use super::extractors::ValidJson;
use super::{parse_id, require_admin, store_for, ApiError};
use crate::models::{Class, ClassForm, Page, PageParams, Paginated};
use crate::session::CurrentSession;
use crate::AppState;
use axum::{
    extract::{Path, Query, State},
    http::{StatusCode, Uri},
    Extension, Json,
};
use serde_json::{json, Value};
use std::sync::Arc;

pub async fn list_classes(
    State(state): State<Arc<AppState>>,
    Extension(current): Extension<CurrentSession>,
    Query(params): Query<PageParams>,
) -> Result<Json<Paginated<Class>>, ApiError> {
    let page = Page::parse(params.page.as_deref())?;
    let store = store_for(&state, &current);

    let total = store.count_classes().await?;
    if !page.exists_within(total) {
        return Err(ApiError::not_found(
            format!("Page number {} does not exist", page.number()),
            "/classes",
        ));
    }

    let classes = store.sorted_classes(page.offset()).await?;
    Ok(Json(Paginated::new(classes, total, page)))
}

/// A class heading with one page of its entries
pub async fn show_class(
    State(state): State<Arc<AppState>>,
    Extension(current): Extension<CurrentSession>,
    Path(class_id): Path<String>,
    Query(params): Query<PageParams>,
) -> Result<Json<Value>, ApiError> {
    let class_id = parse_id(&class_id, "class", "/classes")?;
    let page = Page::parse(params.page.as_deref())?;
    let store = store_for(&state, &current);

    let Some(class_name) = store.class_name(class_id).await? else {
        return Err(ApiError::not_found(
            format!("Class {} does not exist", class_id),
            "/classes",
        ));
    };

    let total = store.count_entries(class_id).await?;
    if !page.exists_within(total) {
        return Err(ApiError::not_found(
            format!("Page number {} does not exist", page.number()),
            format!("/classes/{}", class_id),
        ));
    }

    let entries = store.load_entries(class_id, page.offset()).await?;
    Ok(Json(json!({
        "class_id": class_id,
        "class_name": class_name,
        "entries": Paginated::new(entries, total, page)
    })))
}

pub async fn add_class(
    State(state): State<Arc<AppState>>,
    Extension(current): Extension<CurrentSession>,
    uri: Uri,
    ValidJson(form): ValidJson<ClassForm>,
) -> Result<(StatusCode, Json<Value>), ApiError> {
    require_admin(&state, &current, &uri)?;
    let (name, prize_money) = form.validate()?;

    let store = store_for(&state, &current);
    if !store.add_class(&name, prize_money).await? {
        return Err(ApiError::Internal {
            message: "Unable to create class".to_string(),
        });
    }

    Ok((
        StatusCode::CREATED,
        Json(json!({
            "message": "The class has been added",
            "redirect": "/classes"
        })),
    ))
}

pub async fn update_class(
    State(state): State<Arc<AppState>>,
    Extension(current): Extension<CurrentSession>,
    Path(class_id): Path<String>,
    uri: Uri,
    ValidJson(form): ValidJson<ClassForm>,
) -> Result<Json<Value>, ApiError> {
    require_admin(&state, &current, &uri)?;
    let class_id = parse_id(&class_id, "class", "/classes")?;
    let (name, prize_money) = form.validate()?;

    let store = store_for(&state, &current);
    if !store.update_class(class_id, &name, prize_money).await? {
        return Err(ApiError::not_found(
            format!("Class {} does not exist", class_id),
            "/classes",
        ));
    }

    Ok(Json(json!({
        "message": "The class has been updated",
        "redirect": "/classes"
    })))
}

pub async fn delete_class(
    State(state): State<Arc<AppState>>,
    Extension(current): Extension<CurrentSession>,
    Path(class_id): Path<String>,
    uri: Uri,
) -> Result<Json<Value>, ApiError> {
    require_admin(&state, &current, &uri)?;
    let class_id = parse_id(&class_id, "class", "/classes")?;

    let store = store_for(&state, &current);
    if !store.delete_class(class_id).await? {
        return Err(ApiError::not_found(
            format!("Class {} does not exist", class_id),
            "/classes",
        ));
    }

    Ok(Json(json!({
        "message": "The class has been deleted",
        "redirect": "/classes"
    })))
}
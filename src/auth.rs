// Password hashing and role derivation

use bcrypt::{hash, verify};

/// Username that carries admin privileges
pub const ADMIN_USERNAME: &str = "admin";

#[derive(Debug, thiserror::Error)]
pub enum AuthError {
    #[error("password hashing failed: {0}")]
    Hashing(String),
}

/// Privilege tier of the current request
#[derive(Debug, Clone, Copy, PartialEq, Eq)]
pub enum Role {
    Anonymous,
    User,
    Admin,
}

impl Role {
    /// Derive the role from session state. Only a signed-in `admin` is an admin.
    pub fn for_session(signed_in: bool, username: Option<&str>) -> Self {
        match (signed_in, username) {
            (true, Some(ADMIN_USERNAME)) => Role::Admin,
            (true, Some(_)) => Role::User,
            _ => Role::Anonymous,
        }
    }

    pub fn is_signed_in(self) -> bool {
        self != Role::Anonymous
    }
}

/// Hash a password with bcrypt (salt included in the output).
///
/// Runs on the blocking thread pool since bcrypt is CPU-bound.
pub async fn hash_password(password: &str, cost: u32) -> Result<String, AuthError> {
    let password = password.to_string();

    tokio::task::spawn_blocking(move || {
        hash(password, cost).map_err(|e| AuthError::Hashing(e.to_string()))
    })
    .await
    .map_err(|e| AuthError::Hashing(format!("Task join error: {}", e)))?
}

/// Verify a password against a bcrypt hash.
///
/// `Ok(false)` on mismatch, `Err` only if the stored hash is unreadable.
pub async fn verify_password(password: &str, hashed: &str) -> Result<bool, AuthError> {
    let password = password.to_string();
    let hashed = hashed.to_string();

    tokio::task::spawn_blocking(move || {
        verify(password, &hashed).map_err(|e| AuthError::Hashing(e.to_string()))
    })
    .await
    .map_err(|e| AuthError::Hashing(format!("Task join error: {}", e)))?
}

◆ ◆ ◆

**EXERCISE PROMPT**
Where in the entries above does the word "bool" appear? Copy each line that has it.

**ANSWER TO THIS TASK**
    pub fn for_session(signed_in: bool, username: Option<&str>) -> Self {
    pub fn is_signed_in(self) -> bool {
pub async fn verify_password(password: &str, hashed: &str) -> Result<bool, AuthError> {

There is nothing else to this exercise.